▶ [Information]

══════

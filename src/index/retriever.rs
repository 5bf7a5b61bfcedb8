//! Top-k similarity search over a recording's published chunks.

use crate::error::{LecternError, Result};
use crate::index::embedder::Embedder;
use crate::index::similarity::relevance_score;
use crate::store::{Chunk, RecordingId, RecordingState, TranscriptStore};
use std::sync::Arc;
use tracing::debug;

/// One retrieval result.
#[derive(Debug, Clone, PartialEq)]
pub struct SearchHit {
    pub chunk: Chunk,
    /// Relevance in [0, 1], higher is better.
    pub score: f32,
}

/// Read-only retrieval over the store.
///
/// Holds the same embedder instance the indexer used — query and chunk
/// vectors must live in one embedding space.
pub struct Retriever {
    store: Arc<TranscriptStore>,
    embedder: Arc<dyn Embedder>,
}

impl Retriever {
    pub fn new(store: Arc<TranscriptStore>, embedder: Arc<dyn Embedder>) -> Self {
        Self { store, embedder }
    }

    /// Returns the top `k` chunks of `id` ranked by similarity to the query.
    ///
    /// Ordering is descending score with ties broken by earlier start time,
    /// so identical inputs always rank identically. `k` larger than the
    /// chunk count returns every chunk. Recordings that are not Ready yield
    /// a NotReady error rather than stale or empty results.
    pub async fn search(
        &self,
        id: RecordingId,
        query_text: &str,
        k: usize,
    ) -> Result<Vec<SearchHit>> {
        let state = self.store.state(id)?;
        if state != RecordingState::Ready {
            return Err(LecternError::NotReady {
                id: id.to_string(),
                state: state.to_string(),
            });
        }

        let query =
            self.embedder
                .embed(query_text)
                .await
                .map_err(|e| LecternError::ServiceUnavailable {
                    message: format!("query embedding failed: {}", e),
                })?;

        let chunks = self.store.chunks(id)?;
        let mut hits: Vec<SearchHit> = chunks
            .iter()
            .map(|chunk| SearchHit {
                score: relevance_score(&query, &chunk.embedding),
                chunk: chunk.clone(),
            })
            .collect();

        hits.sort_by(|a, b| {
            b.score
                .total_cmp(&a.score)
                .then_with(|| a.chunk.start.total_cmp(&b.chunk.start))
        });
        hits.truncate(k);

        debug!(%id, k, returned = hits.len(), "search complete");
        Ok(hits)
    }
}
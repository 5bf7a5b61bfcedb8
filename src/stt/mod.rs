//! Speech-to-text collaborators.
//!
//! The transcription engine is an external black box returning timed
//! segments; everything here is the trait seam plus offline implementations.

pub mod fixture;
pub mod transcriber;

pub use fixture::FixtureTranscriber;
pub use transcriber::{MockTranscriber, Transcriber, Transcript};
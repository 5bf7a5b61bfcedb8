//! Transcript indexing and retrieval.
//!
//! The indexer partitions segments into chunks, embeds them, and publishes
//! the chunk set atomically; the retriever answers top-k similarity queries
//! against published chunks. Both sides share one embedder instance so the
//! embedding space is identical at index and query time.

pub mod chunker;
pub mod embedder;
pub mod indexer;
pub mod retriever;
pub mod similarity;

pub use chunker::{partition, ChunkDraft};
pub use embedder::{Embedder, HashEmbedder, MockEmbedder};
pub use indexer::Indexer;
pub use retriever::{Retriever, SearchHit};
pub use similarity::{cosine_similarity, relevance_score};
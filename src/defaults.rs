//! Default configuration constants for lectern.
//!
//! This module provides shared constants used across different configuration types
//! to ensure consistency and eliminate duplication.

/// Default maximum chunk duration in seconds.
///
/// Duration is the primary limit when grouping transcript segments into
/// retrieval chunks. Two minutes keeps a cited span short enough to
/// scrub to in a player while giving the embedding enough context.
pub const MAX_CHUNK_SECONDS: f64 = 120.0;

/// Default maximum chunk text length in characters.
///
/// Secondary cap that closes a chunk early on dense speech, protecting
/// the embedding input length. A chunk closes on whichever limit the
/// next segment would cross first.
pub const MAX_CHUNK_CHARS: usize = 1000;

/// Default number of chunks retrieved per question.
pub const TOP_K: usize = 5;

/// Minimum relevance score for a retrieved chunk to ground an answer.
///
/// Hits below this floor are treated as noise. With cosine scores
/// clamped to [0, 1], 0.1 rejects near-orthogonal matches while
/// keeping genuinely weak-but-related passages.
pub const RELEVANCE_FLOOR: f32 = 0.1;

/// Maximum number of citations returned with an answer.
pub const CITATION_LIMIT: usize = 3;

/// Confidence reported for the fixed "not found in this recording" answer.
pub const NO_MATCH_CONFIDENCE: f32 = 0.0;

/// Confidence below which an answer is considered low-confidence.
///
/// Callers can use this threshold to render "unsure" answers
/// differently. The zero-grounding answer always falls below it.
pub const LOW_CONFIDENCE_THRESHOLD: f32 = 0.2;

/// Default timeout for one pipeline step in seconds.
///
/// Covers the slowest external call (transcribing a long lecture).
/// A step exceeding this moves the recording to Failed.
pub const STEP_TIMEOUT_SECS: u64 = 600;

/// Audio sample rate requested from the extraction tool, in Hz.
///
/// 16kHz mono is the standard input format for speech recognition.
pub const SAMPLE_RATE: u32 = 16000;

/// Dimension of the offline feature-hashing embedder.
pub const HASH_EMBEDDING_DIM: usize = 256;

/// Media container extensions accepted at submission.
pub const SUPPORTED_EXTENSIONS: &[&str] = &["mp4", "avi", "mov", "mkv", "webm", "wav", "mp3"];
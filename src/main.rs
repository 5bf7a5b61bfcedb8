use anyhow::{bail, Context, Result};
use clap::Parser;
use lectern::answer::composer::format_timestamp;
use lectern::answer::generator::ExtractiveGenerator;
use lectern::cli::{Cli, Commands};
use lectern::config::Config;
use lectern::engine::LectureEngine;
use lectern::index::chunker::partition;
use lectern::index::embedder::HashEmbedder;
use lectern::media::command::SystemCommandExecutor;
use lectern::media::extractor::{AudioExtractor, FfmpegExtractor, PassthroughExtractor};
use lectern::store::RecordingState;
use lectern::stt::fixture::{FixtureTranscriber, TranscriptFile};
use std::path::Path;
use std::sync::Arc;

#[tokio::main]
async fn main() -> Result<()> {
    let cli = Cli::parse();
    init_tracing(cli.verbose);

    let config = load_config(cli.config.as_deref())?;

    match cli.command {
        Commands::Ask {
            media,
            question,
            transcript,
            top_k,
            step_timeout,
        } => {
            let mut config = config;
            if let Some(k) = top_k {
                config.retrieval.top_k = k;
            }
            if let Some(secs) = step_timeout {
                config.pipeline.step_timeout_secs = secs;
            }

            let engine = build_engine(config, &media, &transcript)?;
            let id = process_recording(&engine, &media, cli.quiet).await?;

            let answer = engine.ask(id, &question).await?;
            println!("{}", answer.text);
            println!();
            println!("Confidence: {:.2}", answer.confidence);
            for citation in &answer.citations {
                println!(
                    "  [{} - {}]  relevance {:.2}",
                    format_timestamp(citation.start),
                    format_timestamp(citation.end),
                    citation.relevance
                );
            }
        }

        Commands::Summarize { media, transcript } => {
            let engine = build_engine(config, &media, &transcript)?;
            let id = process_recording(&engine, &media, cli.quiet).await?;

            let summary = engine.summarize(id).await?;
            println!("{}", summary.text);
            println!();
            println!("Key moments:");
            for point in &summary.key_points {
                println!("  [{}] {}", point.formatted_time, point.text);
            }
            println!();
            println!("Duration: {}", format_timestamp(summary.duration));
        }

        Commands::Inspect { transcript } => {
            let contents = std::fs::read_to_string(&transcript)
                .with_context(|| format!("cannot read {}", transcript.display()))?;
            let file: TranscriptFile = serde_json::from_str(&contents)
                .with_context(|| format!("cannot parse {}", transcript.display()))?;

            let drafts = partition(
                &file.segments,
                config.index.max_chunk_seconds,
                config.index.max_chunk_chars,
            );

            println!(
                "{} segments -> {} chunks (limits: {}s / {} chars)",
                file.segments.len(),
                drafts.len(),
                config.index.max_chunk_seconds,
                config.index.max_chunk_chars
            );
            for (i, draft) in drafts.iter().enumerate() {
                let preview: String = draft.text.chars().take(60).collect();
                println!(
                    "  chunk {:>3}  [{} - {}]  {} segs  {}",
                    i,
                    format_timestamp(draft.start),
                    format_timestamp(draft.end),
                    draft.segments.len(),
                    preview
                );
            }
        }
    }

    Ok(())
}

/// Pick a log level from -v flags, honoring RUST_LOG when set.
fn init_tracing(verbose: u8) {
    let default_level = match verbose {
        0 => "warn",
        1 => "info",
        _ => "debug",
    };
    let filter = tracing_subscriber::EnvFilter::try_from_default_env()
        .unwrap_or_else(|_| tracing_subscriber::EnvFilter::new(default_level));
    tracing_subscriber::fmt()
        .with_env_filter(filter)
        .with_writer(std::io::stderr)
        .init();
}

fn load_config(path: Option<&Path>) -> Result<Config> {
    let config = match path {
        Some(path) => Config::load(path)?,
        None => Config::load_or_default(&Config::default_path())?,
    };
    Ok(config.with_env_overrides())
}

/// Wire the engine for an offline run: fixture transcript, hashing
/// embedder, extractive answers. ffmpeg is only involved for video
/// containers; bare audio passes straight through.
fn build_engine(config: Config, media: &Path, transcript: &Path) -> Result<LectureEngine> {
    let extractor: Arc<dyn AudioExtractor> = match media
        .extension()
        .and_then(|e| e.to_str())
        .map(str::to_lowercase)
        .as_deref()
    {
        Some("wav") | Some("mp3") => Arc::new(PassthroughExtractor::new()),
        _ => Arc::new(FfmpegExtractor::new(SystemCommandExecutor::new())),
    };

    let engine = LectureEngine::new(
        config,
        extractor,
        Arc::new(FixtureTranscriber::new(transcript)),
        Arc::new(HashEmbedder::default()),
        Arc::new(ExtractiveGenerator::new()),
    )?;
    Ok(engine)
}

/// Submit the media and poll the pipeline to a terminal state, echoing
/// state changes unless quiet.
async fn process_recording(
    engine: &LectureEngine,
    media: &Path,
    quiet: bool,
) -> Result<lectern::store::RecordingId> {
    let id = engine.submit(&media.to_string_lossy())?;

    let mut last_state = None;
    loop {
        let status = engine.advance(id).await?;
        if !quiet && last_state != Some(status.state) {
            eprintln!("[{}] {}", status.state, status.message);
            last_state = Some(status.state);
        }
        if status.state.is_terminal() {
            if status.state == RecordingState::Failed {
                bail!(
                    "processing failed: {}",
                    status
                        .failure_reason
                        .unwrap_or_else(|| "unknown reason".to_string())
                );
            }
            return Ok(id);
        }
    }
}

══════

When a line in the material above holds the word "display", copy that line.

▶ [Written solution]
                .with_context(|| format!("cannot read {}", transcript.display()))?;
                .with_context(|| format!("cannot parse {}", transcript.display()))?;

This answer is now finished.